Great God, I recently took over a project or platform created by others, which is used to monitor various services of the company (mainly some QPS,5xx, delay and other indicators of http interface) and generate reports. The index data is stored in mongodb, actually called tokumx (I am not sure whether it is optimized for mongodb at present). I feel a little strange about his deployment plan. I would like to take it out and have a look at it with the great gods and say the optimization plan.
The current deployment is that there are two IDC’s in the north and three IDC’s in the south.North and South Deploy an Independent mongodb Replica ClusterOne side is one master, one secondary and one arbitration. Guangzhou Fangji is a full-scale data center (Beijing only stores the latest). What is incredible is that the synchronization of the data on both sides does not rely on mongodb synchronization mechanism (because it is not a cross-machine room replica cluster), but Beijing’s code explicitly calls the interface to write the data to Guangzhou after writing. It seems that this problem is not big either. The big problem is that this replica set in Guangzhou is used as a full-volume data center (all business queries are here and only the master is checked, and the replica is not opened for reading), resulting in extremely high load and extremely high write-in of disk IO. The rhythm of dying at any time.
This service monitoring data delay is not allowed to exceed 1 minute, because monitoring is reported on a minute-by-minute basis. So I guess they only allowed to check master for this reason, but I checked the delay situation, which is very good and there is almost no delay.
So: I want to thoroughly optimize this thing, great gods, what should the plan be?
First of all, TokuMX is not MongoDB’s product. It was originally an independent branch of open source code based on MongoDB 2.4, maintained by TokuMX team (now acquired by Percona). However, the application of TokuMX is not very extensive (it is not intended to belittle peers), and personal understanding of it is limited. From the initial version to the latest (last year? ) TokuMX didn’t do much during Percona’s acquisition, but there was a new version based on MongoDB Storage API after the acquisition. Therefore, first find out which version you are using and upgrade it if necessary to avoid some basic bugs.

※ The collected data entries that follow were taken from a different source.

//! Tests for the in-memory transport

use tictactoe_client::network::{memory_transport, Channel, Connector};
use tictactoe_client::protocol::{Request, Response};
use tictactoe_client::ClientError;

#[test]
fn test_packets_keep_boundaries() {
    let (mut connector, server) = memory_transport();
    let mut channel = connector.open("127.0.0.1", 9999).unwrap();

    server.push(vec![6, 0, 0, 0]);
    server.push(vec![10, 0, 0, 0, 42, 0, 0, 0]);

    let mut buffer = [0u8; 64];
    assert_eq!(channel.receive(&mut buffer).unwrap(), 4);
    assert_eq!(channel.receive(&mut buffer).unwrap(), 8);
    assert_eq!(&buffer[4..8], &[42, 0, 0, 0]);
    assert_eq!(channel.receive(&mut buffer).unwrap(), 0);
}

#[test]
fn test_oversized_packet_reported() {
    let (mut connector, server) = memory_transport();
    let mut channel = connector.open("127.0.0.1", 9999).unwrap();

    server.push(vec![1u8; 48]);
    server.push(vec![6, 0, 0, 0]);

    let mut buffer = [0u8; 44];
    assert!(matches!(
        channel.receive(&mut buffer),
        Err(ClientError::Transport(_))
    ));
    // The oversized packet is consumed; the next one is intact
    assert_eq!(channel.receive(&mut buffer).unwrap(), 4);
}

#[test]
fn test_packet_filling_buffer_exactly() {
    let (mut connector, server) = memory_transport();
    let mut channel = connector.open("127.0.0.1", 9999).unwrap();

    server.push(vec![1u8; 44]);

    let mut buffer = [0u8; 44];
    assert_eq!(channel.receive(&mut buffer).unwrap(), 44);
}

#[test]
fn test_close_discards_pending_packets() {
    let (mut connector, server) = memory_transport();
    let channel = connector.open("127.0.0.1", 9999).unwrap();

    server.push_response(&Response::Ok);
    server.push_response(&Response::Kick);
    channel.close();

    let mut reopened = connector.open("127.0.0.1", 9999).unwrap();
    let mut buffer = [0u8; 64];
    assert_eq!(reopened.receive(&mut buffer).unwrap(), 0);

    server.push_response(&Response::Ok);
    assert_eq!(reopened.receive(&mut buffer).unwrap(), 4);
}

#[test]
fn test_sent_packets_reach_server() {
    let (mut connector, server) = memory_transport();
    let mut channel = connector.open("127.0.0.1", 9999).unwrap();

    channel.send(&[3, 0, 0, 0, 0, 0, 0, 0]).unwrap();

    assert_eq!(server.received_requests().unwrap(), vec![Request::Quit]);
    assert!(server.received().is_empty());
}

#[test]
fn test_push_response_encodes() {
    let (mut connector, server) = memory_transport();
    let mut channel = connector.open("127.0.0.1", 9999).unwrap();

    server.push_response(&Response::Kick);

    let mut buffer = [0u8; 64];
    let n = channel.receive(&mut buffer).unwrap();
    assert_eq!(&buffer[..n], &11u32.to_le_bytes());
}

#[test]
fn test_open_close_bookkeeping() {
    let (mut connector, server) = memory_transport();

    let first = connector.open("a", 1).unwrap();
    let second = connector.open("b", 2).unwrap();
    first.close();

    assert_eq!(server.opens(), 2);
    assert_eq!(server.closes(), 1);
    assert_eq!(server.last_target(), Some(("b".to_string(), 2)));

    second.close();
    assert_eq!(server.closes(), 2);
}

#[test]
fn test_refused_open() {
    let (mut connector, server) = memory_transport();
    server.refuse_open(true);

    assert!(matches!(
        connector.open("127.0.0.1", 9999),
        Err(ClientError::Transport(_))
    ));
    assert_eq!(server.opens(), 0);

    server.refuse_open(false);
    assert!(connector.open("127.0.0.1", 9999).is_ok());
}

#[test]
fn test_send_after_server_dropped_fails() {
    let (mut connector, server) = memory_transport();
    let mut channel = connector.open("127.0.0.1", 9999).unwrap();
    drop(server);

    let mut buffer = [0u8; 8];
    assert_eq!(channel.receive(&mut buffer).unwrap(), 0);
    assert!(matches!(channel.send(&[0; 8]), Err(ClientError::Transport(_))));
}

Then from MongoDB’s point of view, the above scene is a typical multi-center written, one-center read Geo Distributed MongoDB cluster. There are too many related contents that cannot be clearly explained here. The general principle is to put one slice in each center, and these slices are respectively copied to the centralized data center through a copy set, so that your Guangzhou computer room will have a full amount of data to query. The whole process is based on MongoDB’s own operating mechanism without using programs and interface calls. Details of this architecture are in MongoDB’s white paper:MongoDB Multi Datacenter DeploymentsThere is a detailed explanation in, suggest reading.
Finally, I would like to talk about the problem of high IO. According to the previous description, the data of multiple data centers are finally concentrated in Guangzhou, so its pressure is naturally the sum of Beijing and Guangzhou, and it is normal for it to be relatively high. As to whether it is too high to affect the performance, the above description does not provide any relevant indicators, so it cannot be judged. The usual step should be to optimize the query and write first. If the pressure still cannot meet the demand, consider fragmentation. Although it is inappropriate to copy data from other data centers to Guangzhou by program, it is not unacceptable. And a fait accompli, it has no obvious defects or optimization. If you are not so sensitive to the timeliness of the data, you can consider opening the copy for reading, but you should be aware of the excessive total pressure. If the pressure of each node exceeds 66.67%, you will lose high availability, that is, other nodes will crash together after losing one node.
Add: On the issue of pressure, because I don’t know how I got the IO on the graph, and I don’t know if it is what I understand. If it is MongoDB, I will use it
mongotopTake a look at the time spent reading and writing examples to determine whether the reading pressure is high or the writing pressure is high. If it is a Linux system, you can have a look.
iowaitDetermine how high the reading and writing pressure is before making any judgment. For MongoDB, if it takes more time to write it, plus
iowaitBig, that bottleneck is writing IO, there may not be much that can be done. If it is the CPU pressure caused by lack of index, it should be reading IO. In this case, it will be meaningful for you to optimize the index. Of course, I am looking at TokuMX now, and I can’t draw any conclusion about the situation.
Assuming that it is indeed a pressure problem caused by lack of indexes, it is necessary to build indexes. The safest and fastest way to build an index is as mentioned to you in the previous question. Remove each node (first from the back ruler) to build an index and add it back. The index will be built one by one in this way. The collection of 30G is not too big, so there is no problem in indexing. However, it is strongly recommended to use the above method of indexing one by one in a cluster under heavy pressure. Indexing will not only bring CPU pressure, but more importantly, it will traverse the entire set, destroying the hot data in your memory, and at the same time, it will greatly increase the disk IO. This cannot guarantee that adding indexes will not affect the online operation if the load is below 70%.